*Information supplied*:
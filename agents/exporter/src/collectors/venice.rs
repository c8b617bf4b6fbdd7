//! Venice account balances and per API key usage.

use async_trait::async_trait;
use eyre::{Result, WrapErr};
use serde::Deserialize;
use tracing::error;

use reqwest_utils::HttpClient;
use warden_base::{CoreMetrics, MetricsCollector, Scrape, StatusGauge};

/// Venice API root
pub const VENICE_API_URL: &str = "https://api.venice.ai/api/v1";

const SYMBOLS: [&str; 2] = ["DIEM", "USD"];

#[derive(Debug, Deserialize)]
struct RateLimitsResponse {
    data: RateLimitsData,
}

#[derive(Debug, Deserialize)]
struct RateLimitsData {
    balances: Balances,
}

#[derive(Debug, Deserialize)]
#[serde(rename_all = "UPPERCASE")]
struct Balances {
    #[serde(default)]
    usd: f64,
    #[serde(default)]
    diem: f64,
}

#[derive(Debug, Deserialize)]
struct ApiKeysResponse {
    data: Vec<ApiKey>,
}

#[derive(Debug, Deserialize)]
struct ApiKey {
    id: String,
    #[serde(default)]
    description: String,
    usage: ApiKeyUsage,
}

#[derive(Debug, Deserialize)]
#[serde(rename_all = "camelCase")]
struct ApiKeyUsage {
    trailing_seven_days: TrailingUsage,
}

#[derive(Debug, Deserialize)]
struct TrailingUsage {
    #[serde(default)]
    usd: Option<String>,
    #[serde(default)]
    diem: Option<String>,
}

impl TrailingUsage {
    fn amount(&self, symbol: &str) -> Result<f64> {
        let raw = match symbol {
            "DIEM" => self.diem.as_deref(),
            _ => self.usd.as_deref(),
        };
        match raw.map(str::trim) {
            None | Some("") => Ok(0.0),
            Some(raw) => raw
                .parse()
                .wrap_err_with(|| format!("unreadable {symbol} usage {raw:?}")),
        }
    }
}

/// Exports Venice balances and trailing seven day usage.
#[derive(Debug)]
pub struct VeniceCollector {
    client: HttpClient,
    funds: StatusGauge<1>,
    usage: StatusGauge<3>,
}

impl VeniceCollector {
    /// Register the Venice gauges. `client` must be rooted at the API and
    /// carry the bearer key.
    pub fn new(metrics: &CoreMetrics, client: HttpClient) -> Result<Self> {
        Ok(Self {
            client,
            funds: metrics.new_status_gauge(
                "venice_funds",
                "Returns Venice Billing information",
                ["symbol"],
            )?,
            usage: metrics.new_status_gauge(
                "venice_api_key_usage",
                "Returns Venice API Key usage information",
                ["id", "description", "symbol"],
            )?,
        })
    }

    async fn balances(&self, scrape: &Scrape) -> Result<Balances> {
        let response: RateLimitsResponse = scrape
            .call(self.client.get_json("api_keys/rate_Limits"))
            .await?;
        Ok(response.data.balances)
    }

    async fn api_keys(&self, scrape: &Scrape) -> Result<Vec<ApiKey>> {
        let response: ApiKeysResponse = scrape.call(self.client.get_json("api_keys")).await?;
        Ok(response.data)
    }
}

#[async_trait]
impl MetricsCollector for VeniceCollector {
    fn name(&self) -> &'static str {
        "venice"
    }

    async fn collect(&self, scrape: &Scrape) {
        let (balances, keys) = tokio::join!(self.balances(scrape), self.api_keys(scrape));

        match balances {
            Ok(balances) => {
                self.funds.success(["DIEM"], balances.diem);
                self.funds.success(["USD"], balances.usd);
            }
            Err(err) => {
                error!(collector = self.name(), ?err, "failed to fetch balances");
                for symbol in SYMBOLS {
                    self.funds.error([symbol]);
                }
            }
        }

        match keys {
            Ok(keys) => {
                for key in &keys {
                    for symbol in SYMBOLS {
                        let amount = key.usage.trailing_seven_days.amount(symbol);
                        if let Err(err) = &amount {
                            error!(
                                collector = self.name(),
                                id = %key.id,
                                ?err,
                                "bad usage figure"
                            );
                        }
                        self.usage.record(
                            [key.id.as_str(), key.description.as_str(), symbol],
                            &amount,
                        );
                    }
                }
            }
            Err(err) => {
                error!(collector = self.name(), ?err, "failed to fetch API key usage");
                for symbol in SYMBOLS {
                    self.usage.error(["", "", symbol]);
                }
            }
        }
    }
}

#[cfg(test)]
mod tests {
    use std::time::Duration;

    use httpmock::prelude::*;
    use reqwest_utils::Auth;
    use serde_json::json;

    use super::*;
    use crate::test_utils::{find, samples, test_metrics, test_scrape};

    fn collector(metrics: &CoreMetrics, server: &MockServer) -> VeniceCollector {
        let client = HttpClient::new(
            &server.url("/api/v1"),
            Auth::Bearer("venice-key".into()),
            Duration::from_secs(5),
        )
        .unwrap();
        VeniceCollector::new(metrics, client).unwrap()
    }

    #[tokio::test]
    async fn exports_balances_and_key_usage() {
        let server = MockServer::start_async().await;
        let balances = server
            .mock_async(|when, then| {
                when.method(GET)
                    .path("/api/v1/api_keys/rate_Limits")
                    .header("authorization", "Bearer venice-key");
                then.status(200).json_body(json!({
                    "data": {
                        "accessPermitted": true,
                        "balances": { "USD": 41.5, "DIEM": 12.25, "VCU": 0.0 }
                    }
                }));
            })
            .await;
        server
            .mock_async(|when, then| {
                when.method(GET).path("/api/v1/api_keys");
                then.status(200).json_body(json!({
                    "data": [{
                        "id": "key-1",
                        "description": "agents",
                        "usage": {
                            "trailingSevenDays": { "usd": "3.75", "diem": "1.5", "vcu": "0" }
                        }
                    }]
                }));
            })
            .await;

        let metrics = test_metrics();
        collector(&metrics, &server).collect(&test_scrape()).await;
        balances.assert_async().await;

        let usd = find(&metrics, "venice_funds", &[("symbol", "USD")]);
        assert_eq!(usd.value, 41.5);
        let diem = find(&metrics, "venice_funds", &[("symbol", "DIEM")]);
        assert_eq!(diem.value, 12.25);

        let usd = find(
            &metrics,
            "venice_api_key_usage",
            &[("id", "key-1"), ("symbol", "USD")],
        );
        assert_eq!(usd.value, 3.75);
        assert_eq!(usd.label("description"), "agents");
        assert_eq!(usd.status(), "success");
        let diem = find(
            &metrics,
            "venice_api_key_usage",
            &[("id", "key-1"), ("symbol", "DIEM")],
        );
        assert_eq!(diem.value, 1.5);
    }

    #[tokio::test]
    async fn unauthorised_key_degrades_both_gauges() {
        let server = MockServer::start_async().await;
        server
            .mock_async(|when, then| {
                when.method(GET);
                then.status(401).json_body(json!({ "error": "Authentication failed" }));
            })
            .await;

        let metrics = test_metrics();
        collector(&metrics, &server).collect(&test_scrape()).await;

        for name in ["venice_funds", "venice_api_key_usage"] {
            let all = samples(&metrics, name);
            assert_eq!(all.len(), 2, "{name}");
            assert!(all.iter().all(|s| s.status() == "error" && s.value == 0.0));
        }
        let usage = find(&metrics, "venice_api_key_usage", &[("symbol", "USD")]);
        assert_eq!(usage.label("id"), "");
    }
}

*What this task involves*: How many lines in the entries contain the string "Option"? Give the number only.

*Final answer*: 2